Write out the listing below again, precisely as it is given.

========================================================================

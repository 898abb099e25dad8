//! Card system: definitions, effect kinds, and registry.
//!
//! ## Key Types
//!
//! - `CardDefinition`: Configured card data (name, quantity, value range, PRD)
//! - `CardKind`: Closed set of implemented effects, looked up by name
//! - `CardRegistry`: Ordered definition lookup and pool flattening
//!
//! ## Unknown Cards
//!
//! Card names without a registered `CardKind` stay in the pool and can be
//! drawn into decks; playing them does nothing.

pub mod definition;
pub mod kind;
pub mod registry;

pub use definition::{CardDefinition, ValueRange};
pub use kind::CardKind;
pub use registry::CardRegistry;
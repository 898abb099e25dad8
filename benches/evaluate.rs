//! Deck evaluation throughput.
//!
//! ## Usage
//!
//! ```bash
//! cargo bench --bench evaluate
//! ```

use criterion::{black_box, criterion_group, criterion_main, BenchmarkId, Criterion};
use crafting_sim::cards::CardDefinition;
use crafting_sim::core::{CraftTargets, SimRng};
use crafting_sim::rules::{CraftingMode, CraftingProfile};
use crafting_sim::search::{Deck, DeckEvaluator};

fn kitchen() -> CraftingProfile {
    CraftingProfile::new(
        CraftingMode::Kitchen,
        [
            CardDefinition::new("Heat Control", 4),
            CardDefinition::new("Cut", 3),
            CardDefinition::new("Season", 2),
            CardDefinition::new("Slow Cook", 2),
            CardDefinition::new("Ferment", 1),
            CardDefinition::new("Bake", 1),
        ],
    )
    .unwrap()
}

fn bench_evaluate(c: &mut Criterion) {
    let profile = kitchen();
    let targets = CraftTargets::new()
        .with_thresholds(vec![100, 400, 900])
        .with_rewards(vec![0.0, 5.0, 15.0, 40.0]);
    let evaluator = DeckEvaluator::new(&profile, &targets).unwrap();

    let mut group = c.benchmark_group("evaluate");
    for size in [4usize, 6, 8] {
        let deck = Deck::enumerate(&profile, size).swap_remove(0);
        group.bench_with_input(BenchmarkId::new("1k_trials", size), &deck, |b, deck| {
            let mut rng = SimRng::new(42);
            b.iter(|| evaluator.evaluate(black_box(deck), 1_000, &mut rng).unwrap());
        });
    }
    group.finish();
}

fn bench_enumerate(c: &mut Criterion) {
    let profile = kitchen();
    c.bench_function("enumerate_size_6", |b| {
        b.iter(|| Deck::enumerate(black_box(&profile), 6).len())
    });
}

criterion_group!(benches, bench_evaluate, bench_enumerate);
criterion_main!(benches);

========================================================================

§ RESULT OF THIS EXERCISE
repository 898abb099e25dad8
//! Card system: definitions, effect kinds, and registry.
//!
//! ## Key Types
//!
//! - `CardDefinition`: Configured card data (name, quantity, value range, PRD)
//! - `CardKind`: Closed set of implemented effects, looked up by name
//! - `CardRegistry`: Ordered definition lookup and pool flattening
//!
//! ## Unknown Cards
//!
//! Card names without a registered `CardKind` stay in the pool and can be
//! drawn into decks; playing them does nothing.

pub mod definition;
pub mod kind;
pub mod registry;

pub use definition::{CardDefinition, ValueRange};
pub use kind::CardKind;
pub use registry::CardRegistry;
repository 898abb099e25dad8
filename benches/evaluate.rs
//! Deck evaluation throughput.
//!
//! ## Usage
//!
//! ```bash
//! cargo bench --bench evaluate
//! ```

use criterion::{black_box, criterion_group, criterion_main, BenchmarkId, Criterion};
use crafting_sim::cards::CardDefinition;
use crafting_sim::core::{CraftTargets, SimRng};
use crafting_sim::rules::{CraftingMode, CraftingProfile};
use crafting_sim::search::{Deck, DeckEvaluator};

fn kitchen() -> CraftingProfile {
    CraftingProfile::new(
        CraftingMode::Kitchen,
        [
            CardDefinition::new("Heat Control", 4),
            CardDefinition::new("Cut", 3),
            CardDefinition::new("Season", 2),
            CardDefinition::new("Slow Cook", 2),
            CardDefinition::new("Ferment", 1),
            CardDefinition::new("Bake", 1),
        ],
    )
    .unwrap()
}

fn bench_evaluate(c: &mut Criterion) {
    let profile = kitchen();
    let targets = CraftTargets::new()
        .with_thresholds(vec![100, 400, 900])
        .with_rewards(vec![0.0, 5.0, 15.0, 40.0]);
    let evaluator = DeckEvaluator::new(&profile, &targets).unwrap();

    let mut group = c.benchmark_group("evaluate");
    for size in [4usize, 6, 8] {
        let deck = Deck::enumerate(&profile, size).swap_remove(0);
        group.bench_with_input(BenchmarkId::new("1k_trials", size), &deck, |b, deck| {
            let mut rng = SimRng::new(42);
            b.iter(|| evaluator.evaluate(black_box(deck), 1_000, &mut rng).unwrap());
        });
    }
    group.finish();
}

fn bench_enumerate(c: &mut Criterion) {
    let profile = kitchen();
    c.bench_function("enumerate_size_6", |b| {
        b.iter(|| Deck::enumerate(black_box(&profile), 6).len())
    });
}

criterion_group!(benches, bench_evaluate, bench_enumerate);
criterion_main!(benches);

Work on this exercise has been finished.